Chasing the Sun: The New Science of Sunlight and How it Shapes Our Bodies and Minds by Linda Geddes (Profile Books)
Our ancestors constructed vast monuments like Stonehenge and Pyramids of Egypt and Central America to keep track of the sun and celebrate the annual cycle of death and rebirth.
The returning sun heralds new beginnings. Indeed, for most of mankind's history, the sun has dictated our daily patterns of eating, sleeping and activity. It has shaped our culture and belief systems. Without the sun, there would be no oxygen to breathe, no food to eat, and life on Earth never would have existed. The sun has also shaped human biology.
Bursting with original and cutting edge research, Chasing the Sun tells the full story of our long and complex relationship with the sun, from the emergence of life on earth, through to the modern day, and explores what it means to lose our connection with it. This book asks us to rethink the significance of the sun in our lives and to exploit our relationship to improve our health, sleep and productivity.
The Goodness Paradox: How Evolution Made Us Both More and Less Violent by Richard Wrangham (Profile Books)
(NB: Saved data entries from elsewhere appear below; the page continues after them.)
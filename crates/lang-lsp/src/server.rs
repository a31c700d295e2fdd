//! The server run loop.
//!
//! The transport thread reads frames and the worker thread dispatches
//! them, per the transport/analysis thread split. `$/cancelRequest` is
//! intercepted on the transport thread and flips the registered token,
//! so it can reach a query the worker is still running. Responses from
//! both threads serialize through a shared writer lock.

use crate::state::ServerState;
use crate::transport::{ReadOutcome, read_message, write_message, write_notification};
use lang_lsp_protocol::{
    self as protocol, JsonRpcError, JsonRpcRequest, JsonRpcResponse, error_codes,
};
use parking_lot::Mutex;
use std::io::{self, BufRead, Write};
use std::sync::mpsc;

/// The Lang language server. Reads framed JSON-RPC from a reader,
/// dispatches through [`ServerState`], and writes framed responses.
pub struct LspServer {
    state: ServerState,
}

impl LspServer {
    pub fn new() -> Self {
        LspServer { state: ServerState::new() }
    }

    /// Run over stdio until `exit` or EOF; returns the process exit
    /// code (0 after a clean `shutdown`/`exit`, 1 otherwise).
    pub fn run(&mut self) -> io::Result<i32> {
        let stdin = io::stdin();
        let mut reader = stdin.lock();
        let mut writer = io::stdout();
        self.run_with(&mut reader, &mut writer)
    }

    /// Run over arbitrary reader/writer pairs; used by the integration
    /// tests to drive the server in memory.
    pub fn run_with<R: BufRead, W: Write + Send>(
        &mut self,
        reader: &mut R,
        writer: &mut W,
    ) -> io::Result<i32> {
        let cancellations = self.state.cancellations().clone();
        let state = &mut self.state;
        let writer = Mutex::new(writer);
        let writer = &writer;

        std::thread::scope(|scope| {
            let (tx, rx) = mpsc::channel::<JsonRpcRequest>();
            let worker = scope.spawn(move || -> io::Result<Option<i32>> {
                while let Ok(request) = rx.recv() {
                    let outcome = state.handle(request);
                    let mut guard = writer.lock();
                    if let Some(response) = outcome.response {
                        write_message(&mut **guard, &response)?;
                    }
                    for (method, params) in outcome.notifications {
                        write_notification(&mut **guard, &method, params)?;
                    }
                    if let Some(code) = outcome.exit_code {
                        return Ok(Some(code));
                    }
                }
                Ok(None)
            });

            loop {
                match read_message(reader)? {
                    ReadOutcome::Eof => {
                        tracing::info!("client closed the stream");
                        break;
                    }
                    ReadOutcome::Invalid(message) => {
                        let mut guard = writer.lock();
                        write_message(
                            &mut **guard,
                            &JsonRpcResponse::error(
                                None,
                                JsonRpcError::new(error_codes::PARSE_ERROR, message),
                            ),
                        )?;
                    }
                    ReadOutcome::Message(request) => {
                        // Cancellation short-circuits here so it can
                        // reach a query already running on the worker;
                        // everything else keeps its arrival order.
                        if request.method == protocol::CANCEL_REQUEST {
                            cancellations.cancel_params(request.params.as_ref());
                            continue;
                        }
                        let is_exit = request.method == protocol::EXIT;
                        if tx.send(request).is_err() {
                            break;
                        }
                        if is_exit {
                            break;
                        }
                    }
                }
            }
            drop(tx);
            match worker.join() {
                Ok(result) => result.map(|code| code.unwrap_or(1)),
                Err(_) => Ok(1),
            }
        })
    }
}

impl Default for LspServer {
    fn default() -> Self {
        Self::new()
    }
}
It may not always seem so, but day-to-day interactions between individual humans are extraordinarily peaceful. That is not to say that we are perfect, just far less violent than most animals, especially our closest relatives, the chimpanzee and their legendarily docile cousins, the Bonobo. Perhaps surprisingly, we rape, maim, and kill many fewer of our neighbours than all other primates and almost all undomesticated animals. But there is one form of violence that humans exceed all other animals in by several degrees: organized proactive violence against other groups of humans. It seems, we are the only animal that goes to war.
In the Goodness Paradox, Richard Wrangham wrestles with this paradox at the heart of human behaviour. Drawing on new research by geneticists, neuroscientists, primatologists, and archaeologists, he shows that what domesticated our species was nothing less than the invention of capital punishment which eliminated the least cooperative and most aggressive among us. But that development is exactly what laid the groundwork for the worst of our atrocities.
The Lady Doctor by Ian Williams (Myriad Editions)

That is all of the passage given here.